:: GIVEN RECORDS ::
pub mod access;
pub mod auth;
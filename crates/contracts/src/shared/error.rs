use thiserror::Error;

/// Failure while reading or writing the local key-value store.
#[derive(Debug, Error)]
pub enum StoreError {
    #[error("local storage is not available")]
    Unavailable,

    #[error("stored value under '{key}' is corrupted: {source}")]
    Corrupt {
        key: String,
        #[source]
        source: serde_json::Error,
    },

    #[error("failed to encode value for '{key}': {source}")]
    Encode {
        key: String,
        #[source]
        source: serde_json::Error,
    },

    #[error("failed to write '{key}': {message}")]
    Write { key: String, message: String },
}

/// User-facing validation failures. The display text is what the page shows.
#[derive(Debug, Clone, PartialEq, Eq, Error)]
pub enum ValidationError {
    #[error("Please fill in all required fields")]
    RequiredFields,

    #[error("End date must be after start date")]
    EndBeforeStart,

    #[error("Please select at most {max} POI locations")]
    TooManyLocations { max: usize },

    #[error("Category with this name already exists")]
    DuplicateCategory,

    #[error("Cannot delete category that has child categories. Please delete child categories first.")]
    CategoryHasChildren,

    #[error("Please select a task category")]
    MissingDocumentCategory,

    #[error("Please select a file to upload")]
    MissingFile,

    #[error("File size exceeds {limit_mb} MB")]
    FileTooLarge { limit_mb: u64 },

    #[error("Recurrence interval must be greater than zero")]
    InvalidRecurrence,

    #[error("Invalid date: {0}")]
    InvalidDate(String),

    #[error("{0}")]
    Other(String),
}

impl From<String> for ValidationError {
    fn from(message: String) -> Self {
        ValidationError::Other(message)
    }
}
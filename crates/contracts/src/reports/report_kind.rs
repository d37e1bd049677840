use serde::{Deserialize, Serialize};

#[derive(Debug, Clone, Copy, PartialEq, Eq, Hash, Default, Serialize, Deserialize)]
#[serde(rename_all = "kebab-case")]
pub enum ReportKind {
    #[default]
    TaskSummary,
    PatrolSummary,
    DailyActivity,
    TaskActivity,
}

impl ReportKind {
    pub fn code(&self) -> &'static str {
        match self {
            ReportKind::TaskSummary => "task-summary",
            ReportKind::PatrolSummary => "patrol-summary",
            ReportKind::DailyActivity => "daily-activity",
            ReportKind::TaskActivity => "task-activity",
        }
    }

    pub fn title(&self) -> &'static str {
        match self {
            ReportKind::TaskSummary => "Task Summary Report",
            ReportKind::PatrolSummary => "Patrol Summary Report",
            ReportKind::DailyActivity => "Daily Activity Report",
            ReportKind::TaskActivity => "Task Activity Report",
        }
    }

    pub fn all() -> Vec<ReportKind> {
        vec![
            ReportKind::TaskSummary,
            ReportKind::PatrolSummary,
            ReportKind::DailyActivity,
            ReportKind::TaskActivity,
        ]
    }

    pub fn from_code(code: &str) -> Option<ReportKind> {
        Self::all().into_iter().find(|k| k.code() == code)
    }
}

#[cfg(test)]
mod tests {
    use super::*;

    #[test]
    fn test_codes_and_titles() {
        assert_eq!(ReportKind::from_code("patrol-summary"), Some(ReportKind::PatrolSummary));
        assert_eq!(ReportKind::from_code("weekly"), None);
        assert_eq!(ReportKind::default().title(), "Task Summary Report");
    }
}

:: PROBLEM ::
Starting from the records above, filter out all lines except those containing the word "static".

:: FINAL ANSWER ::
    pub fn code(&self) -> &'static str {
    pub fn title(&self) -> &'static str {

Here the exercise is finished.